The website was down for a couple days of technical fix-ups, but now we’re back during a busy time. I wanted to briefly mention:
— The death of Ed Asner today (Sunday, Aug. 29) at 91. This was someone who mastered both comedy and drama … inside the same character. Playing Lou Grant, he won three Emmys for comedy (“Mary Tyler Moore Show”) and two more for drama (“Lou Grant”). He could range from crusty to lovable; he laughed once when I mentioned that he holds the Jewish record for the most times playing Santa Claus.
— The upcoming debut of “Come From Away” (shown here), Sept. 10 on Apple TV+. More on that in a minute.
— And the surprise: “Manifest” is returning . Netflix will give it a final, 20-episode season, with the details pending.
“Manifest” is part of a long, sorry history of broadcast networks mistreating science-fiction shows. Fresh, fanciful concepts will be introduced … then scuttled before things are explained or resolved. NBC did that recently with “Debris” and “Manifest”; twice-stung, some sci-fi fans might skip this fall’s “La Brea.”
But occasionally, Netflix comes to the rescue, just as it did with “Lucifer.” Now comes “Manifest”; eventyually, we’ll learn why the plane landed five years late, with none of the passengers any older.

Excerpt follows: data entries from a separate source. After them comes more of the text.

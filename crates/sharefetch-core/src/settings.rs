//! Engine settings and validation.

use std::path::PathBuf;
use std::time::Duration;

use serde::{Deserialize, Serialize};
use thiserror::Error;

use crate::cache::MetadataCache;

/// Default chunk size for follower copies.
pub const DEFAULT_COPY_CHUNK_SIZE: usize = 64 * 1024;

/// Default idle timeout for a waiting follower, in seconds.
pub const DEFAULT_FOLLOWER_IDLE_TIMEOUT_SECS: u64 = 5 * 60;

/// Default extensions that are fetched in the background while the client
/// is redirected to the origin.
pub const DEFAULT_BACKGROUND_EXTENSIONS: &[&str] = &["mp4", "cwp"];

/// Largest accepted copy chunk.
const MAX_COPY_CHUNK_SIZE: usize = 16 * 1024 * 1024;

/// Settings validation errors.
#[derive(Debug, Clone, Error, PartialEq, Eq)]
pub enum SettingsError {
    #[error("store_root must not be empty")]
    EmptyStoreRoot,

    #[error("copy_chunk_size must be between 1 and {MAX_COPY_CHUNK_SIZE}, got {0}")]
    InvalidChunkSize(usize),

    #[error("follower_idle_timeout_secs must be greater than zero")]
    InvalidIdleTimeout,

    #[error("metadata_cache_capacity must be greater than zero")]
    InvalidCacheCapacity,

    #[error("max_concurrent_copies must be greater than zero")]
    InvalidCopyConcurrency,

    #[error("local_redirect_base must be an absolute http(s) URL, got '{0}'")]
    InvalidRedirectBase(String),
}

/// Download engine settings.
#[derive(Debug, Clone, Serialize, Deserialize, PartialEq, Eq)]
#[serde(default)]
pub struct ShareSettings {
    /// Directory holding committed files, sidecars and staging files.
    pub store_root: PathBuf,

    /// Bytes copied from the staging file per follower read.
    pub copy_chunk_size: usize,

    /// Seconds a follower may go without progress before the transport
    /// is allowed to expire it.
    pub follower_idle_timeout_secs: u64,

    /// Number of sidecars kept in memory.
    pub metadata_cache_capacity: usize,

    /// Follower copy passes allowed to run at once across the service.
    pub max_concurrent_copies: usize,

    /// Extensions served by redirecting to the origin while a background
    /// download fills the cache (case-insensitive, no dot).
    pub background_extensions: Vec<String>,

    /// When set, committed files are served by redirecting to
    /// `local_redirect_base + relative_path` instead of streaming them.
    pub local_redirect_base: Option<String>,
}

impl Default for ShareSettings {
    fn default() -> Self {
        Self::with_defaults()
    }
}

impl ShareSettings {
    /// Create settings with sensible defaults.
    #[must_use]
    pub fn with_defaults() -> Self {
        Self {
            store_root: PathBuf::from("./store"),
            copy_chunk_size: DEFAULT_COPY_CHUNK_SIZE,
            follower_idle_timeout_secs: DEFAULT_FOLLOWER_IDLE_TIMEOUT_SECS,
            metadata_cache_capacity: MetadataCache::DEFAULT_CAPACITY,
            max_concurrent_copies: default_copy_concurrency(),
            background_extensions: DEFAULT_BACKGROUND_EXTENSIONS
                .iter()
                .map(ToString::to_string)
                .collect(),
            local_redirect_base: None,
        }
    }

    /// Defaults rooted at `store_root`.
    #[must_use]
    pub fn for_store(store_root: impl Into<PathBuf>) -> Self {
        Self {
            store_root: store_root.into(),
            ..Self::with_defaults()
        }
    }

    /// Follower idle timeout as a `Duration`.
    #[must_use]
    pub const fn follower_idle_timeout(&self) -> Duration {
        Duration::from_secs(self.follower_idle_timeout_secs)
    }

    /// Check every field, returning the first problem found.
    pub fn validate(&self) -> Result<(), SettingsError> {
        if self.store_root.as_os_str().is_empty() {
            return Err(SettingsError::EmptyStoreRoot);
        }
        if self.copy_chunk_size == 0 || self.copy_chunk_size > MAX_COPY_CHUNK_SIZE {
            return Err(SettingsError::InvalidChunkSize(self.copy_chunk_size));
        }
        if self.follower_idle_timeout_secs == 0 {
            return Err(SettingsError::InvalidIdleTimeout);
        }
        if self.metadata_cache_capacity == 0 {
            return Err(SettingsError::InvalidCacheCapacity);
        }
        if self.max_concurrent_copies == 0 {
            return Err(SettingsError::InvalidCopyConcurrency);
        }
        if let Some(base) = &self.local_redirect_base {
            let valid = url::Url::parse(base)
                .is_ok_and(|u| matches!(u.scheme(), "http" | "https") && u.has_host());
            if !valid {
                return Err(SettingsError::InvalidRedirectBase(base.clone()));
            }
        }
        Ok(())
    }
}

/// Twice the available parallelism, matching a fixed transfer pool sized
/// for mostly I/O-bound copies.
fn default_copy_concurrency() -> usize {
    std::thread::available_parallelism().map_or(4, |n| n.get() * 2)
}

Speaking of passenger planes, they provide the real-life nudge for “Come From Away”:
After the attacks on Sept. 11, 2001, international flights were rerouted away from the U.S. and away from Canadian cities. Some 38 passenger planes were directed to Gander, in Newfoundland; 6,600 people had to stay in Gander (current population, 11,700) for up to six days.
What could have been a mess was instead handled in a Canadian (and small-town) way: The outsiders were welcomed, housed and fed.
That was turned into an appropriately low-key musical, requiring little more than a dozen actors (switching roles often) and some chairs. First performed in Canada, it became a Broadway surprise.
“Come From Away” drew seven Tony nominations, winning for director Christopher Ashley. It lost the best-musical Tony to “Dear Evan Hansen”… but won the Drama Desk award in the same category.
The new film version was directed by Ashley in the same spare style. It has no real set and no big stars; seven of its 12 actors were in the original Broadway show.